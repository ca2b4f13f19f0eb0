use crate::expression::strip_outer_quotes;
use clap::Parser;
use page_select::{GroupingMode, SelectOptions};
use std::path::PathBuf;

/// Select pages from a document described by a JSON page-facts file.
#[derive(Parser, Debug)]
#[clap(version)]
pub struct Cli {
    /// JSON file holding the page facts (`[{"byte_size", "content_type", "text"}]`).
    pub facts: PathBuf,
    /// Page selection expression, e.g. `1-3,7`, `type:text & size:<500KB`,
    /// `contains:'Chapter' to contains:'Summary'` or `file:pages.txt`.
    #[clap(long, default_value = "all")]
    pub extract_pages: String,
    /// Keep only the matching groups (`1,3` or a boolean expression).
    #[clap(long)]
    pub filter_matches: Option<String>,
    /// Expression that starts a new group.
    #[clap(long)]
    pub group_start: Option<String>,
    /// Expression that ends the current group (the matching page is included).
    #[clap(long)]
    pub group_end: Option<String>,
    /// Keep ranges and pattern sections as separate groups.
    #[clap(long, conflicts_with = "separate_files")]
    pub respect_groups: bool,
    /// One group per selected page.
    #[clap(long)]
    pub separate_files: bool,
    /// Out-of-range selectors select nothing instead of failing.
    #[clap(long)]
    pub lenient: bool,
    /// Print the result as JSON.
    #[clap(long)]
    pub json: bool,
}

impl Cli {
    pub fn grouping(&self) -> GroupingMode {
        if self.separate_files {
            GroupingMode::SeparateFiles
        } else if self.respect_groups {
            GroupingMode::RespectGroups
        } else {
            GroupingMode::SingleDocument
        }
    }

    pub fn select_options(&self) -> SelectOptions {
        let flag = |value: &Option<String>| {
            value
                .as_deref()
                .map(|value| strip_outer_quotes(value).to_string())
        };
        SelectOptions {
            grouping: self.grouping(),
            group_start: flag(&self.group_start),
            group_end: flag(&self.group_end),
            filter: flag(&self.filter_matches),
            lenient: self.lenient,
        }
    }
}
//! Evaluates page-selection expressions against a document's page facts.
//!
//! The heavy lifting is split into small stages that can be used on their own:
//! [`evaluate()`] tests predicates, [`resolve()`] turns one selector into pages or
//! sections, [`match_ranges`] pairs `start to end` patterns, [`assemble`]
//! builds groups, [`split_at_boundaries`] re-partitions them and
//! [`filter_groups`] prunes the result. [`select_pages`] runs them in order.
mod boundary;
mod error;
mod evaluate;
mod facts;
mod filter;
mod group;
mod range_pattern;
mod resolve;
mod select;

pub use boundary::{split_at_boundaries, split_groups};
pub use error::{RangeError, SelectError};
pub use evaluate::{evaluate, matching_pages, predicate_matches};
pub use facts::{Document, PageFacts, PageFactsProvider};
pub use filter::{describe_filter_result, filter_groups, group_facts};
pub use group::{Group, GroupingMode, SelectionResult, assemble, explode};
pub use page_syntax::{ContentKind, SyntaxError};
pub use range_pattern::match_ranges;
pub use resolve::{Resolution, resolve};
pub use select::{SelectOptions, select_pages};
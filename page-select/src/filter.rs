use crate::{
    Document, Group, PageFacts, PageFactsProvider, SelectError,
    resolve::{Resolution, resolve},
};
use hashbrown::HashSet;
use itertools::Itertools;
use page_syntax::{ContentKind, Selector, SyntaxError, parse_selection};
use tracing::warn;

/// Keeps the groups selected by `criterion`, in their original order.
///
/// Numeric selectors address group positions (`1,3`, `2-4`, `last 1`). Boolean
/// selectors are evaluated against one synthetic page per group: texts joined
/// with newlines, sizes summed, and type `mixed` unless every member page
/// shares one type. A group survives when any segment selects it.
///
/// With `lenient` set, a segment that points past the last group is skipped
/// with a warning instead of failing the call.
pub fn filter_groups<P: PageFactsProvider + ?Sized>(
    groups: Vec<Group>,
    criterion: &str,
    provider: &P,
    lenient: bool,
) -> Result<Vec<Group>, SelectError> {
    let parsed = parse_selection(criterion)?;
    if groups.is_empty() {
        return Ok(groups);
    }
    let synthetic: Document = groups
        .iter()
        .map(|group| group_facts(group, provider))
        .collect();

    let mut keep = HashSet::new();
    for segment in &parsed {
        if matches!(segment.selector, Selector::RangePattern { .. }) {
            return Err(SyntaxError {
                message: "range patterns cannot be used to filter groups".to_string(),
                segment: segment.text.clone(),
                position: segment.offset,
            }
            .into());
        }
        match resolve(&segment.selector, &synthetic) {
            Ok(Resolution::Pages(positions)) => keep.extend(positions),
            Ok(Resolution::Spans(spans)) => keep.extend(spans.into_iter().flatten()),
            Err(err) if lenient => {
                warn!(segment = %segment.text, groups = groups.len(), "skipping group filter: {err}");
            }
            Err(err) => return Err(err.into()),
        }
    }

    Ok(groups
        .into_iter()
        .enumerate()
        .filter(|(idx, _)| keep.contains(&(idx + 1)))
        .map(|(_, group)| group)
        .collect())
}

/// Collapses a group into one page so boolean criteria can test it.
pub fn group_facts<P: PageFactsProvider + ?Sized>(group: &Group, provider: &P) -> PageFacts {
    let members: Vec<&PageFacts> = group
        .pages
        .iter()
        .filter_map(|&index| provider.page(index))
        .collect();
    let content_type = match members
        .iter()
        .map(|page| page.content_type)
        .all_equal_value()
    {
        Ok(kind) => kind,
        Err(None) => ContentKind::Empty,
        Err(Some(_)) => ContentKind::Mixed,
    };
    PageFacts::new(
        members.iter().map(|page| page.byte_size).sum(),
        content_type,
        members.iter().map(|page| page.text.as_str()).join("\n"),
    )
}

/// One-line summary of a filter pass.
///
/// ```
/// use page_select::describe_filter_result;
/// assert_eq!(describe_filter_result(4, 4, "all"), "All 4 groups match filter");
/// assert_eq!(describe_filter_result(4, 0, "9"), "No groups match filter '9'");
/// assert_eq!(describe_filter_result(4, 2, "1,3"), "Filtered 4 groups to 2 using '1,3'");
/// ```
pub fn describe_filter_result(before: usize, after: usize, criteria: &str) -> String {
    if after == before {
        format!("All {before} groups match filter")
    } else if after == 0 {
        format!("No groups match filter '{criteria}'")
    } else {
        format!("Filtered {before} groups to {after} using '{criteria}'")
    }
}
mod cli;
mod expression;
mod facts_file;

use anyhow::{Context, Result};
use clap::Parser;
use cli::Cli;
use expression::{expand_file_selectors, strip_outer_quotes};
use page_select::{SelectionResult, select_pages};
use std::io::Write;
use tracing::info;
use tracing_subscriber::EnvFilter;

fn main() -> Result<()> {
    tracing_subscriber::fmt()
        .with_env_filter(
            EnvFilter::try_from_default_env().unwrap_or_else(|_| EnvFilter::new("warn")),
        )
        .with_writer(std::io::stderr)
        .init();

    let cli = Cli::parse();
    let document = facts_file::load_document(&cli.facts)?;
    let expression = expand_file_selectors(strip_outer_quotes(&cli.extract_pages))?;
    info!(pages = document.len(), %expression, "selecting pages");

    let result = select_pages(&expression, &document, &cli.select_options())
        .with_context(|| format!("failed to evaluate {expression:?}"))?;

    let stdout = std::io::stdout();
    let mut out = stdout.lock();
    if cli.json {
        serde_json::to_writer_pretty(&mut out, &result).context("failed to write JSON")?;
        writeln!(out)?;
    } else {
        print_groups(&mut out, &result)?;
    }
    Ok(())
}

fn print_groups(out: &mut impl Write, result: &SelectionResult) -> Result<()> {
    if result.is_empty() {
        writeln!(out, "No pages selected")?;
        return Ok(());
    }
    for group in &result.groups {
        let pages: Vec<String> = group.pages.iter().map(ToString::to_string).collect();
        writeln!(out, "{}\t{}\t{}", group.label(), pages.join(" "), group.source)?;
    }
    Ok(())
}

_ _ _

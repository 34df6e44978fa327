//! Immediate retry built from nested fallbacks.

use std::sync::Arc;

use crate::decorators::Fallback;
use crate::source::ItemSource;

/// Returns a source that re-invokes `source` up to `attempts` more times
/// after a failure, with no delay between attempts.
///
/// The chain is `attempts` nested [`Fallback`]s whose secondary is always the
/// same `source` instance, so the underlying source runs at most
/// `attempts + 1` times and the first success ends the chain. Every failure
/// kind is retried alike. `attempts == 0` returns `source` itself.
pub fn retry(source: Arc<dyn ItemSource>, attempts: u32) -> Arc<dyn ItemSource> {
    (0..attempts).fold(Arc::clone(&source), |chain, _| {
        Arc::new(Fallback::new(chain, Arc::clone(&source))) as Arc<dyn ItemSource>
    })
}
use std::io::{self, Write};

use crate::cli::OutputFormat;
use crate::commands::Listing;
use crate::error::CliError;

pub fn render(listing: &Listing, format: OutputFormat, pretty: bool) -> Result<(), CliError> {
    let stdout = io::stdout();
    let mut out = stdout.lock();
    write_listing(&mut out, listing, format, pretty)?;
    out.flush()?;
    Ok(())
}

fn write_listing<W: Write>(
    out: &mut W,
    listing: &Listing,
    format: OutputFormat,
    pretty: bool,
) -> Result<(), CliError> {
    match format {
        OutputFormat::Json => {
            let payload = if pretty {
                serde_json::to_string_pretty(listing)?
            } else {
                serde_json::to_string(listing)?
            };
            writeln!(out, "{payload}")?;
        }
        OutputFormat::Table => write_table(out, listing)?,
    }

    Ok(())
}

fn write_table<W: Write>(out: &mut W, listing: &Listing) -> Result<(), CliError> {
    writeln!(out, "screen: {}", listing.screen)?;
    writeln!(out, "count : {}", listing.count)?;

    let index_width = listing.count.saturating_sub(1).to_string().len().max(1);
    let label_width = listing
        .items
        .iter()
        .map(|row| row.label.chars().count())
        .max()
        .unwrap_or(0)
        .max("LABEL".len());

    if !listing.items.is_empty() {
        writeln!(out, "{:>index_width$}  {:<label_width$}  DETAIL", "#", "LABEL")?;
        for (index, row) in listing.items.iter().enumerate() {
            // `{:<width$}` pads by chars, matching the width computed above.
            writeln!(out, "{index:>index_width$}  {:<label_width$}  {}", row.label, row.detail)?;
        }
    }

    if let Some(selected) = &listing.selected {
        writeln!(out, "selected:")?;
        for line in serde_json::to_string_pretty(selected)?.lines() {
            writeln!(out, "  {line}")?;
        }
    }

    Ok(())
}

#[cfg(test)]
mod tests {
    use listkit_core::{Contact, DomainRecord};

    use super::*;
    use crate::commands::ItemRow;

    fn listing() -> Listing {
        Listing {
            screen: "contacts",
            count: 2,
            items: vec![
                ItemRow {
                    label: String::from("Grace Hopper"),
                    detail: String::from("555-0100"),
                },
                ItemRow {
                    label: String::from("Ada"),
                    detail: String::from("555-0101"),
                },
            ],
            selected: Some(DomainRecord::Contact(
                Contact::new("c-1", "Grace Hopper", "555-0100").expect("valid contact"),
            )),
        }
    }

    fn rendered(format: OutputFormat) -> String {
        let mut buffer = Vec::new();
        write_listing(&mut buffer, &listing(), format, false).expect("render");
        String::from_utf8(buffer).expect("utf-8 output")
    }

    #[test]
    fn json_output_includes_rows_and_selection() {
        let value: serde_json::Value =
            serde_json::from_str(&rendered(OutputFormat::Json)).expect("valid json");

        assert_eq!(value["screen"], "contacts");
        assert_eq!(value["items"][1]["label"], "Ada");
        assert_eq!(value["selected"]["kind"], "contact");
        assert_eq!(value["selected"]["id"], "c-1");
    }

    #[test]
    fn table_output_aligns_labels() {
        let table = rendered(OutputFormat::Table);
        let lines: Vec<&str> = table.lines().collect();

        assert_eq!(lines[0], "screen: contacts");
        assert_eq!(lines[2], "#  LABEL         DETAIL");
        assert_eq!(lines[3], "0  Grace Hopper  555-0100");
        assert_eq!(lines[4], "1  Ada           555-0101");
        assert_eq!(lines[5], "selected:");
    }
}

_ _ _

The response must hold only the lines above from the line with "use std::sync::Arc;" through the line with "use crate::error::CliError;", each copied exactly, both ends kept.

# Solution
use std::sync::Arc;

use crate::decorators::Fallback;
use crate::source::ItemSource;

/// Returns a source that re-invokes `source` up to `attempts` more times
/// after a failure, with no delay between attempts.
///
/// The chain is `attempts` nested [`Fallback`]s whose secondary is always the
/// same `source` instance, so the underlying source runs at most
/// `attempts + 1` times and the first success ends the chain. Every failure
/// kind is retried alike. `attempts == 0` returns `source` itself.
pub fn retry(source: Arc<dyn ItemSource>, attempts: u32) -> Arc<dyn ItemSource> {
    (0..attempts).fold(Arc::clone(&source), |chain, _| {
        Arc::new(Fallback::new(chain, Arc::clone(&source))) as Arc<dyn ItemSource>
    })
}
use std::io::{self, Write};

use crate::cli::OutputFormat;
use crate::commands::Listing;
use crate::error::CliError;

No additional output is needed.